Category: Art

  • Man Learns Photography In Prison, Now Shows The World His Unique Style

    Man Learns Photography In Prison, Now Shows The World His Unique Style

    To take a truly great photo, you need to know your subject. And to take a great photo in Brooklyn, it surely helps to be from there. Hence, we present to you New York City-based photographer Donato Di Camillo who learned how to handle a camera while serving his sentence in prison.

    Di Camillo doesn’t like to associate himself with the whole prison ordeal so he does not disclose the circumstances of his imprisonment, except that he spent hours and hours reading anything about photography he could get his hands on. Which is fine with us because that would just take away the spotlight from his amazingly gritty and down-to-earth depictions of life in the less touristy parts of The Big Apple.

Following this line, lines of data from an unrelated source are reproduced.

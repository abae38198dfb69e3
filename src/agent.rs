//! 面向用户的 Agent 外壳
//!
//! 包装任意 Executor：add_message 成功时记录 (输入, 回复) 并返回 Some，
//! 失败时只记录错误日志并返回 None，调用方看不到错误细节。

use crate::core::Executor;
use crate::memory::Interaction;

pub const HISTORY_CLEARED: &str = "History cleared";

pub struct Agent<E: Executor> {
    engine: E,
    history: Vec<Interaction>,
}

impl<E: Executor> Agent<E> {
    pub fn new(engine: E) -> Self {
        Self {
            engine,
            history: Vec::new(),
        }
    }

    pub async fn add_message(&mut self, input: &str) -> Option<String> {
        match self.engine.call(input).await {
            Ok(output) => {
                let response = output.to_string();
                self.history.push(Interaction {
                    input: input.to_string(),
                    response: response.clone(),
                });
                Some(response)
            }
            Err(e) => {
                tracing::error!(error = %e, input = %input, "agent call failed");
                None
            }
        }
    }

    /// 重置引擎与对话历史
    pub fn reset(&mut self) -> &'static str {
        self.engine.reset();
        self.history.clear();
        HISTORY_CLEARED
    }

    pub fn history(&self) -> &[Interaction] {
        &self.history
    }

    pub fn engine(&self) -> &E {
        &self.engine
    }

    pub fn engine_mut(&mut self) -> &mut E {
        &mut self.engine
    }
}
//! Drone - 基于 ReAct 的自主 Agent 框架
//!
//! 模块划分：
//! - **agent**: 面向用户的 Agent 外壳（失败不透出细节）
//! - **config**: 应用配置加载（TOML + 环境变量）
//! - **core**: 错误类型、Executor 能力接口、组件构建器
//! - **extraction**: 结构化抽取与修复重试
//! - **llm**: LLM 客户端抽象、传输层重试与实现（OpenAI 兼容 / Scripted）
//! - **memory**: 对话记忆与长期记忆
//! - **objective**: 目标驱动的任务队列引擎
//! - **observability**: tracing 初始化与引擎事件
//! - **react**: 动作解析、Planner、ReAct 主循环、Component 引擎
//! - **tools**: 工具注册、分发与内置工具（Search、GetWebpage、Calculator、记忆读写）

pub mod agent;
pub mod config;
pub mod core;
pub mod extraction;
pub mod llm;
pub mod memory;
pub mod objective;
pub mod observability;
pub mod react;
pub mod tools;

pub use agent::Agent;
pub use core::{AgentBuilder, AgentError, Executor};
pub use extraction::{Extractor, LlmExtractor};
pub use objective::TaskQueueEngine;
pub use react::{ComponentEngine, ReactEngine};
//! RetrieveMemory / SaveMemory：把长期记忆暴露为工具

use std::sync::Arc;

use async_trait::async_trait;

use crate::memory::LongTermMemory;
use crate::tools::{Tool, ToolProvenance};

/// 检索条数
const RETRIEVE_TOP_K: usize = 3;

pub struct RetrieveMemoryTool {
    memory: Arc<dyn LongTermMemory>,
}

impl RetrieveMemoryTool {
    pub fn new(memory: Arc<dyn LongTermMemory>) -> Self {
        Self { memory }
    }
}

#[async_trait]
impl Tool for RetrieveMemoryTool {
    fn name(&self) -> &str {
        "RetrieveMemory"
    }

    fn description(&self) -> &str {
        "This tool allows you to retrieve user responses and other information that you saved earlier."
    }

    fn provenance(&self) -> ToolProvenance {
        ToolProvenance::Memory
    }

    async fn invoke(&self, argument: &str) -> Result<String, String> {
        let hits = self
            .memory
            .retrieve(argument.trim(), RETRIEVE_TOP_K)
            .await
            .map_err(|e| format!("Error retrieving memories: {}", e))?;
        Ok(hits.join(" "))
    }
}

pub struct SaveMemoryTool {
    memory: Arc<dyn LongTermMemory>,
}

impl SaveMemoryTool {
    pub fn new(memory: Arc<dyn LongTermMemory>) -> Self {
        Self { memory }
    }
}

#[async_trait]
impl Tool for SaveMemoryTool {
    fn name(&self) -> &str {
        "SaveMemory"
    }

    fn description(&self) -> &str {
        "Save a piece of text to long-term memory so it can be retrieved later. Input should be the text to save."
    }

    fn provenance(&self) -> ToolProvenance {
        ToolProvenance::Memory
    }

    async fn invoke(&self, argument: &str) -> Result<String, String> {
        let text = argument.trim();
        if text.is_empty() {
            return Err("Nothing to save".to_string());
        }
        self.memory
            .save(text)
            .await
            .map_err(|e| format!("Error saving document: {}", e))
    }
}

#[cfg(test)]
mod tests {
    use super::*;
    use crate::memory::InMemoryLongTerm;

    #[tokio::test]
    async fn test_save_then_retrieve() {
        let memory = Arc::new(InMemoryLongTerm::default());
        let save = SaveMemoryTool::new(memory.clone());
        let retrieve = RetrieveMemoryTool::new(memory.clone());

        let id = save.invoke("The user's favourite colour is green").await.unwrap();
        assert!(!id.is_empty());
        let out = retrieve.invoke("favourite colour").await.unwrap();
        assert!(out.contains("green"));
        assert!(save.invoke("   ").await.is_err());
    }
}
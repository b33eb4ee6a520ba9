use criterion::{BenchmarkId, Criterion, criterion_group, criterion_main};
use std::hint::black_box;
use std::sync::Arc;
use std::sync::mpsc;

use loophost::host::{HostLifetime, ServiceRegistry};
use loophost::runloop::{QueueToolkit, RunLoopOptions, RunLoopThreadBridge};
use tokio_util::sync::CancellationToken;

fn bench_dispatch(c: &mut Criterion) {
    let runtime = tokio::runtime::Runtime::new().expect("runtime");
    let bridge = RunLoopThreadBridge::new(
        QueueToolkit::new(4096),
        RunLoopOptions {
            thread_name: "bench-loop".to_string(),
            lifetime_linked: false,
            require_shell: false,
        },
        Arc::new(HostLifetime::new("Bench")),
        Arc::new(ServiceRegistry::new()),
    );
    bridge.start().expect("start");
    while !bridge.is_running() {
        std::thread::yield_now();
    }

    let mut group = c.benchmark_group("dispatch");
    for batch in [1u64, 64, 1024] {
        group.bench_with_input(BenchmarkId::from_parameter(batch), &batch, |b, &batch| {
            b.iter(|| {
                let (done_tx, done_rx) = mpsc::channel();
                for i in 0..batch {
                    bridge
                        .dispatch(move |ctx| {
                            black_box(ctx.processed() + i);
                        })
                        .expect("dispatch");
                }
                bridge
                    .dispatch(move |_| {
                        let _ = done_tx.send(());
                    })
                    .expect("dispatch");
                done_rx.recv().expect("loop alive");
            })
        });
    }
    group.finish();

    runtime
        .block_on(bridge.shutdown(CancellationToken::new()))
        .expect("shutdown");
}

criterion_group!(benches, bench_dispatch);
criterion_main!(benches);
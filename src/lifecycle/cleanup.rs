// CleanupSet - resources released together, exactly once
//
// Members are released in reverse acquisition order. Each member runs in
// isolation: a panicking member is logged and the rest are still released.

use parking_lot::Mutex;
use std::panic::{AssertUnwindSafe, catch_unwind};
use tokio::task::JoinHandle;
use tokio_util::sync::CancellationToken;

struct Member {
    label: String,
    release: Box<dyn FnOnce() + Send + 'static>,
}

impl Member {
    fn release(self) {
        let Member { label, release } = self;
        if catch_unwind(AssertUnwindSafe(release)).is_err() {
            tracing::error!(resource = %label, "Resource panicked while being released");
        } else {
            tracing::trace!(resource = %label, "Resource released");
        }
    }
}

#[derive(Default)]
struct CleanupState {
    disposed: bool,
    members: Vec<Member>,
}

/// Aggregate of acquired resources owned by one component.
///
/// `dispose` is idempotent and safe to race with itself: exactly one caller
/// releases the members. Adding to a disposed set releases the new member
/// immediately. Dropping the set disposes it.
#[derive(Default)]
pub struct CleanupSet {
    state: Mutex<CleanupState>,
}

impl CleanupSet {
    pub fn new() -> Self {
        Self::default()
    }

    /// Add a release action. Returns `false` if the set was already disposed,
    /// in which case the action has already run.
    pub fn add<F>(&self, label: impl Into<String>, release: F) -> bool
    where
        F: FnOnce() + Send + 'static,
    {
        let member = Member {
            label: label.into(),
            release: Box::new(release),
        };
        self.push(member)
    }

    /// Cancel `token` on disposal.
    pub fn add_token(&self, label: impl Into<String>, token: CancellationToken) -> bool {
        self.add(label, move || token.cancel())
    }

    /// Abort `task` on disposal.
    pub fn add_task<T>(&self, label: impl Into<String>, task: JoinHandle<T>) -> bool
    where
        T: Send + 'static,
    {
        self.add(label, move || task.abort())
    }

    /// Move every member of `other` into this set, keeping their order.
    ///
    /// `other` ends up empty but not disposed.
    pub fn absorb(&self, other: &CleanupSet) -> bool {
        let moved = std::mem::take(&mut other.state.lock().members);
        let mut state = self.state.lock();
        if state.disposed {
            drop(state);
            release_all(moved);
            return false;
        }
        state.members.extend(moved);
        true
    }

    /// Release every member, once. Returns `true` for the call that did it.
    pub fn dispose(&self) -> bool {
        let members = {
            let mut state = self.state.lock();
            if state.disposed {
                return false;
            }
            state.disposed = true;
            std::mem::take(&mut state.members)
        };

        tracing::debug!(resources = members.len(), "Disposing cleanup set");
        release_all(members);
        true
    }

    pub fn is_disposed(&self) -> bool {
        self.state.lock().disposed
    }

    pub fn len(&self) -> usize {
        self.state.lock().members.len()
    }

    pub fn is_empty(&self) -> bool {
        self.len() == 0
    }

    /// Labels of the members currently held, in acquisition order.
    pub fn labels(&self) -> Vec<String> {
        self.state
            .lock()
            .members
            .iter()
            .map(|m| m.label.clone())
            .collect()
    }

    fn push(&self, member: Member) -> bool {
        let mut state = self.state.lock();
        if state.disposed {
            drop(state);
            tracing::debug!(resource = %member.label, "Cleanup set already disposed, releasing immediately");
            member.release();
            return false;
        }
        state.members.push(member);
        true
    }
}

impl Drop for CleanupSet {
    fn drop(&mut self) {
        self.dispose();
    }
}

fn release_all(members: Vec<Member>) {
    for member in members.into_iter().rev() {
        member.release();
    }
}
// Lifecycle metrics module
//
// Lightweight counters shared by the hosted components

use std::sync::atomic::{AtomicU64, Ordering};
use std::time::{Duration, Instant};

/// Lifecycle counters
///
/// Uses atomic operations for thread-safe tracking without locks. Components
/// record into a shared `Arc<LifecycleMetrics>`; the binary logs a summary on exit.
#[derive(Debug)]
pub struct LifecycleMetrics {
    /// Number of start routine invocations (including retries)
    pub start_attempts: AtomicU64,

    /// Number of start routine invocations that failed or panicked
    pub start_failures: AtomicU64,

    /// Number of start routines that eventually succeeded
    pub starts_completed: AtomicU64,

    /// Number of guards acquired
    pub guards_acquired: AtomicU64,

    /// Number of guard acquisitions rejected (held elsewhere or unavailable)
    pub guards_rejected: AtomicU64,

    /// Number of callbacks accepted by a loop dispatcher
    pub dispatched_callbacks: AtomicU64,

    /// Number of shells that failed to close during loop teardown
    pub shell_close_failures: AtomicU64,

    /// Number of run loops that exited on their own
    pub application_exits: AtomicU64,

    /// Creation time
    start_time: Instant,
}

impl LifecycleMetrics {
    /// Create a new LifecycleMetrics instance
    pub fn new() -> Self {
        Self {
            start_attempts: AtomicU64::new(0),
            start_failures: AtomicU64::new(0),
            starts_completed: AtomicU64::new(0),
            guards_acquired: AtomicU64::new(0),
            guards_rejected: AtomicU64::new(0),
            dispatched_callbacks: AtomicU64::new(0),
            shell_close_failures: AtomicU64::new(0),
            application_exits: AtomicU64::new(0),
            start_time: Instant::now(),
        }
    }

    pub fn record_start_attempt(&self) {
        self.start_attempts.fetch_add(1, Ordering::Relaxed);
    }

    pub fn record_start_failure(&self) {
        self.start_failures.fetch_add(1, Ordering::Relaxed);
    }

    pub fn record_start_completed(&self) {
        self.starts_completed.fetch_add(1, Ordering::Relaxed);
    }

    pub fn record_guard_acquired(&self) {
        self.guards_acquired.fetch_add(1, Ordering::Relaxed);
    }

    pub fn record_guard_rejected(&self) {
        self.guards_rejected.fetch_add(1, Ordering::Relaxed);
    }

    pub fn record_dispatch(&self) {
        self.dispatched_callbacks.fetch_add(1, Ordering::Relaxed);
    }

    pub fn record_shell_close_failures(&self, count: usize) {
        self.shell_close_failures
            .fetch_add(count as u64, Ordering::Relaxed);
    }

    pub fn record_application_exit(&self) {
        self.application_exits.fetch_add(1, Ordering::Relaxed);
    }

    /// Get total uptime
    pub fn uptime(&self) -> Duration {
        self.start_time.elapsed()
    }

    /// Average number of attempts each completed start routine needed
    pub fn avg_attempts_per_start(&self) -> f64 {
        let attempts = self.start_attempts.load(Ordering::Relaxed);
        let completed = self.starts_completed.load(Ordering::Relaxed);
        if completed > 0 {
            attempts as f64 / completed as f64
        } else {
            0.0
        }
    }

    /// Log metrics summary
    pub fn log_summary(&self) {
        tracing::info!("=== Lifecycle Metrics Summary ===");
        tracing::info!("Uptime: {:.2}s", self.uptime().as_secs_f64());
        tracing::info!(
            "Start routines: {} attempts, {} failures, {} completed (avg {:.2} attempts)",
            self.start_attempts.load(Ordering::Relaxed),
            self.start_failures.load(Ordering::Relaxed),
            self.starts_completed.load(Ordering::Relaxed),
            self.avg_attempts_per_start()
        );
        tracing::info!(
            "Guards: {} acquired, {} rejected",
            self.guards_acquired.load(Ordering::Relaxed),
            self.guards_rejected.load(Ordering::Relaxed)
        );
        tracing::info!(
            "Run loops: {} callbacks dispatched, {} shell close failures, {} application exits",
            self.dispatched_callbacks.load(Ordering::Relaxed),
            self.shell_close_failures.load(Ordering::Relaxed),
            self.application_exits.load(Ordering::Relaxed)
        );
    }
}

impl Default for LifecycleMetrics {
    fn default() -> Self {
        Self::new()
    }
}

    As a child, I witnessed a lot of traumatic things, I saw my first friend die at the age of nine, right by my feet.” (the boy was killed by a passing car as they were playing outside).

    Back in the 1978s and 1980s, Brooklyn was a more unforgiving place the artist explains, he “had to learn to think quick and use street instincts.

    The artist takes photos of “people on the fringes of society,” just like himself. Asked how he decided to do street photography, Di Camillo simply explained that it’s “something that I felt I needed to do.

    More info: instagram | tumblr (h/t: futureshoot)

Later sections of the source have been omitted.